Two of the most affordable and practical electric vehicles on the market are the Nissan Leaf and the Chevrolet Bolt EV. Both offer ample range and space in a compact hatchback package. They are both extremely popular at local Chevy and Nissan dealer locations.
How do these EVs stack up against each other? Before heading to your nearest Chevy or Nissan dealer, let’s compare the Leaf and Bolt across key categories to see which model offers the best value and ownership experience.
Range and Charging
The Bolt EV clearly wins when it comes to driving range, delivering an EPA-estimated 259 miles per charge from its 65 kWh battery pack. The base Leaf S only manages 149 miles from its smaller 40 kWh battery. Stepping up to the Leaf SV Plus extends the range to 212 miles thanks to a 62 kWh battery.
The Bolt also charges faster with its 55 kW DC fast charging capability, adding up to 100 miles of range in 30 minutes. The Leaf tops out at 50 kW charging, taking 40-60 minutes to reach 80% capacity, depending on the battery size. Both can fully recharge in under 12 hours on a 240V home Level 2 charger.
Performance and Handling
Performance metrics are fairly even between the two models. The Leaf SV Plus generates 214 horsepower, allowing a 0-60 mph time of around 6.5 seconds. The standard Bolt makes 200 horsepower with a quicker 0-60 mph sprint of 6.3 seconds. The Bolt feels sportier and more nimble on winding roads. The Leaf provides a softer, more isolated ride quality. Overall, driving dynamics suit both as easy-driving commuter vehicles.

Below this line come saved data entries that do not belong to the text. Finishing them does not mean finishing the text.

use std::{
    fmt,
    path::{Path, PathBuf},
};

use serde::Deserialize;

pub const DEFAULT_GEMINI_MODEL: &str = "gemini-1.5-flash";
pub const DEFAULT_GEMINI_API_BASE: &str = "https://generativelanguage.googleapis.com/v1beta";

/// Dotenv files read at startup, highest precedence first. Variables already
/// in the process environment win over both.
pub const ENV_FILES: [&str; 2] = [".env.local", ".env"];

/// Loads every `ENV_FILES` entry found in `dir` and returns the paths that were read.
/// Missing files are skipped.
pub fn load_env_files(dir: &Path) -> Vec<PathBuf> {
    ENV_FILES
        .iter()
        .map(|name| dir.join(name))
        .filter(|path| dotenvy::from_path(path).is_ok())
        .collect()
}

#[derive(Clone, Deserialize)]
pub struct GeminiConfig {
    pub api_key: Option<String>,
    pub model: String,
    pub api_base: String,
}

impl GeminiConfig {
    pub fn has_credential(&self) -> bool {
        self.api_key.as_deref().is_some_and(|k| !k.trim().is_empty())
    }
}

// keeps the key out of logs
impl fmt::Debug for GeminiConfig {
    fn fmt(&self, f: &mut fmt::Formatter<'_>) -> fmt::Result {
        f.debug_struct("GeminiConfig")
            .field("api_key", &self.api_key.as_ref().map(|_| "***"))
            .field("model", &self.model)
            .field("api_base", &self.api_base)
            .finish()
    }
}

#[derive(Debug, Clone, Deserialize)]
pub struct AppConfig {
    pub gemini: GeminiConfig,
}

impl AppConfig {
    pub fn from_env() -> anyhow::Result<Self> {
        let gemini = GeminiConfig {
            api_key: std::env::var("GEMINI_API_KEY")
                .ok()
                .filter(|v| !v.trim().is_empty()),
            model: std::env::var("GEMINI_MODEL").unwrap_or_else(|_| DEFAULT_GEMINI_MODEL.into()),
            api_base: std::env::var("GEMINI_API_BASE")
                .unwrap_or_else(|_| DEFAULT_GEMINI_API_BASE.into()),
        };
        if !gemini.api_base.starts_with("http://") && !gemini.api_base.starts_with("https://") {
            anyhow::bail!("GEMINI_API_BASE must be an http(s) url, got {}", gemini.api_base);
        }
        Ok(Self { gemini })
    }
}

Interior Space and Cargo Capacity
The Bolt sacrifices some interior room for its performance. Passenger space is tight, especially in the rear seats and cargo area, with only 16.6 cubic feet behind the second row. The Leaf is more comfortable for four adults and offers superior cargo versatility with 23.6 cubic feet of volume. The Leaf also has more front headroom and better access through its rear hatch.
Technology and Safety Features
Both EVs provide solid tech features, including Apple CarPlay/Android Auto, Wi-Fi hotspots, and advanced driver assistance systems. The Bolt’s ten-inch touchscreen is larger than the Leaf’s eight-inch display. The Leaf SV Plus adds navigation and NissanConnect EV services. Available Super Cruise offers hands-free driving assistance on the Bolt. Safety advantages go to the Leaf with standard ProPilot Assist on SV Plus versus the Bolt’s optional equipment.
Cost to Own
The Bolt has a clear value advantage with its starting MSRP of $26,595, undercutting the Leaf S at $28,895. Factor in potential federal tax credits of $7,500 for the Leaf, and the gap narrows, but you must qualify based on income. Visit your local Chevy or Nissan dealer to learn more.
Should You Visit a Chevy or Nissan Dealer? The Verdict
For range and charging, the Bolt EV wins out over the Leaf with its larger battery, DC fast charging rate, and estimated 259 miles per charge. Performance is a toss-up, while interior space favors the Nissan Leaf. Tech and safety features are well-matched. Overall value leans towards the Bolt, but the Leaf merits consideration if federal tax credits apply to your situation. Either EV is a smart choice that delivers practicality and efficiency in an affordable package and will make any driver happier and more eco-friendly.